Hall’s experience in childhood education also informs her approach to mentorship: it’s a big tent, and there’s room for anyone who wants to do good science. Her lab members are confronted with challenges for which they need to build entirely new sets of technical skills to complement their scientific educations.

“I was a middle school science teacher for four years,” she noted. “A lot of people think that science is not accessible to them: a lot of people who are not in the sciences, a lot of children think that it’s something that you’re just born with the ability to do and to understand, and I don’t believe that at all.
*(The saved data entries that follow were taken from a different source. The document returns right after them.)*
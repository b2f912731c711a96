//! Top-level router configuration.
//!
//! # Route Structure
//!
//! - `GET  /{hash}`      - Gated redirect (public)
//! - `GET  /{hash}/qr`   - Gated QR code (public)
//! - `GET  /health`      - Health check: store, broker, cache, click queue
//! - `/api/*`            - Creation and inspection API (rate limited)
//!
//! # Middleware
//!
//! - **Tracing** - Structured request/response logging
//! - **Rate limiting** - Per-IP token bucket (configurable for proxy deployments)
//! - **Path normalization** - Trailing slash handling

use crate::api;
use crate::api::handlers::{health_handler, qr_handler, redirect_handler};
use crate::api::middleware::{rate_limit, tracing};
use crate::state::AppState;
use axum::Router;
use axum::routing::get;
use tower::Layer;
use tower_http::normalize_path::{NormalizePath, NormalizePathLayer};

/// Constructs the application router with all routes and middleware.
///
/// # Arguments
///
/// - `state` - shared application state injected into all handlers
/// - `behind_proxy` - when `true`, rate limiting reads client IP from
///   `X-Forwarded-For` / `X-Real-IP` headers instead of the peer socket address;
///   enable only when the service runs behind a trusted reverse proxy
pub fn router(state: AppState, behind_proxy: bool) -> Router {
    let api_router = rate_limit::apply(api::routes::api_routes(), behind_proxy);

    Router::new()
        .route("/{hash}", get(redirect_handler))
        .route("/{hash}/qr", get(qr_handler))
        .route("/health", get(health_handler))
        .nest("/api", api_router)
        .with_state(state)
        .layer(tracing::layer())
}

/// [`router`] with trailing slashes trimmed before routing.
pub fn app_router(state: AppState, behind_proxy: bool) -> NormalizePath<Router> {
    NormalizePathLayer::trim_trailing_slash().layer(router(state, behind_proxy))
}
“Anyone can learn science if they’re passionate about it and they have good teachers. I was passionate about that as a teacher, and I bring that to my current classes that I teach, and to mentoring. It’s important for people at the graduate or undergraduate level to know that they can get through it. Everyone can do it. I do believe that.”

Hall Lab

Hall’s personal touch and her belief in the ability of anyone with the requisite passion to do high-level science resonates not only with all the people working in her lab. MCIBS student Kristin Passero describes Hall as inclusive, attentive, and organized.   

“When I first started here, Molly said that it would seem like everyone else knows what they’re talking about, but you shouldn’t be intimidated by that,” said Allison Ludman, an undergraduate researcher, because “none of them knew what they were talking about at the beginning. As an undergraduate, it would be easy for others to treat you as though you’re insignificant, and I feel like this lab environment is very inclusive and supportive.”

“She is a really good listener,” added Palmeiro. “I had no software or computational background when I came in. I would ask a question, she would give it back, and that helped me a ton. And everybody else in this lab has their own expertise, and we all communicate. We’re a great team that way. Molly brings that atmosphere to the lab and I think that’s why we’re all really successful.”